A U.S. report yesterday showed more Americans filed applications for unemployment benefits last week than analysts had estimated, adding to signs the world’s largest economy is losing momentum.
Longer-maturity bonds fell, snapping a two-day rally, as a technical indicator signaled their recent advance was due to end.
Twenty-year bonds pared a weekly gain after their 14-day relative strength index dropped to 31 yesterday, approaching the level of 30 that some traders see as an indicator a security’s price is poised to change direction.
“Investors are uncertain as to how low yields will go so they don’t want to maintain their positions very long,” PineBridge’s Matsukawa said. “We’re groping our way into uncharted territory. It’s a very difficult year for all of us.”
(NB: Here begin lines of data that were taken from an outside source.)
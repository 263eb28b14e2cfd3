//! Meal records, the immutable entries of a catalog.
//!
//! A record states the nutrition facts of one food item at its reference
//! serving weight. Everything else (scaled portions, fat, composition) is
//! derived on demand and never stored.

use serde::{Deserialize, Serialize};
use uuid::Uuid;

use crate::{Error, Result, macros, serving};

/// Serving weight assumed when a record does not state one.
pub const DEFAULT_SERVING_WEIGHT_G: u32 = 100;

fn default_serving_weight() -> u32 { DEFAULT_SERVING_WEIGHT_G }

// ─── MealRecord ──────────────────────────────────────────────────────────────

/// Nutrition facts for one catalog entry at `serving_weight_g` grams.
#[derive(Debug, Clone, PartialEq, Eq, Serialize, Deserialize)]
pub struct MealRecord {
  #[serde(default = "Uuid::new_v4")]
  pub id:               Uuid,
  pub name:             String,
  /// Who published the meal: a user handle, a restaurant, or `"You"`.
  pub creator:          String,
  pub energy_kcal:      u32,
  pub protein_g:        u32,
  pub carbohydrate_g:   u32,
  /// Cuisine tag, e.g. "Japanese".
  #[serde(default)]
  pub cuisine:          String,
  #[serde(default)]
  pub description:      String,
  #[serde(default = "default_serving_weight")]
  pub serving_weight_g: u32,
}

impl MealRecord {
  /// Create a record with a fresh id, an empty cuisine and description, and
  /// the default 100 g serving.
  pub fn new(
    name: impl Into<String>,
    creator: impl Into<String>,
    energy_kcal: u32,
    protein_g: u32,
    carbohydrate_g: u32,
  ) -> Self {
    Self {
      id: Uuid::new_v4(),
      name: name.into(),
      creator: creator.into(),
      energy_kcal,
      protein_g,
      carbohydrate_g,
      cuisine: String::new(),
      description: String::new(),
      serving_weight_g: DEFAULT_SERVING_WEIGHT_G,
    }
  }

  pub fn with_cuisine(mut self, cuisine: impl Into<String>) -> Self {
    self.cuisine = cuisine.into();
    self
  }

  pub fn with_description(mut self, description: impl Into<String>) -> Self {
    self.description = description.into();
    self
  }

  pub fn with_serving_weight(mut self, grams: u32) -> Self {
    self.serving_weight_g = grams;
    self
  }

  /// Reject records a catalog must not contain.
  ///
  /// A zero serving weight is accepted here; it only fails once scaling is
  /// requested.
  pub fn validate(&self) -> Result<()> {
    if self.name.trim().is_empty() {
      return Err(Error::InvalidInput(format!(
        "meal {} has an empty name",
        self.id
      )));
    }
    Ok(())
  }

  /// Estimated fat at the reference serving. See [`macros::estimate_fat`].
  pub fn estimated_fat_g(&self) -> u32 {
    macros::estimate_fat(self.energy_kcal, self.protein_g, self.carbohydrate_g)
  }

  /// This meal scaled to a portion of `grams`. See [`serving::scale`].
  pub fn scaled(&self, grams: f64) -> Result<ScaledMacros> {
    serving::scale(self, grams)
  }
}

// ─── ScaledMacros ────────────────────────────────────────────────────────────

/// Energy and macros of one meal at a specific portion weight.
#[derive(Debug, Clone, Copy, PartialEq, Eq, Default)]
pub struct ScaledMacros {
  pub energy_kcal:    u32,
  pub protein_g:      u32,
  pub carbohydrate_g: u32,
  /// Estimated, not measured.
  pub fat_g:          u32,
}

#[cfg(test)]
mod tests {
  use super::*;

  #[test]
  fn new_uses_default_serving_weight() {
    let meal = MealRecord::new("Tacos", "You", 420, 18, 45);
    assert_eq!(meal.serving_weight_g, 100);
    assert!(meal.cuisine.is_empty());
  }

  #[test]
  fn blank_name_is_rejected() {
    let meal = MealRecord::new("   ", "You", 100, 1, 1);
    assert!(matches!(meal.validate(), Err(Error::InvalidInput(_))));
  }

  #[test]
  fn zero_serving_weight_is_still_a_valid_record() {
    let meal = MealRecord::new("Water", "You", 0, 0, 0).with_serving_weight(0);
    assert!(meal.validate().is_ok());
    assert_eq!(meal.scaled(100.0), Err(Error::InvalidServingWeight(0)));
  }

  #[test]
  fn deserialize_fills_defaults() {
    let json = r#"{
      "name": "Oatmeal",
      "creator": "You",
      "energy_kcal": 250,
      "protein_g": 8,
      "carbohydrate_g": 40
    }"#;
    let meal: MealRecord = serde_json::from_str(json).unwrap();
    assert_eq!(meal.serving_weight_g, DEFAULT_SERVING_WEIGHT_G);
    assert!(meal.description.is_empty());
    assert!(!meal.id.is_nil());
  }

  #[test]
  fn estimated_fat_uses_own_values() {
    let ramen = MealRecord::new("Spicy Ramen", "You", 550, 20, 65);
    assert_eq!(ramen.estimated_fat_g(), 23);
  }
}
The 20-year yield rose one basis point to 1.625 percent.
Yen Concern
Some Bank of Japan board members said the central bank needs to closely monitor the effect of a stronger yen and falling stock prices on the economy, according to the minutes of their July 14-15 meeting published today. Prime Minister Naoto Kan and central bank Governor Masaaki Shirakawa may meet next week to discuss the currency, the Asahi Newspaper reported today, without naming a source.
“The theme of the market this week is the possibility the government will intervene in the currency market along with the Bank of Japan adopting additional credit-easing measures,” said Naomi Hasegawa, a senior debt strategist at Mitsubishi UFJ Morgan Stanley Securities Co. in Tokyo.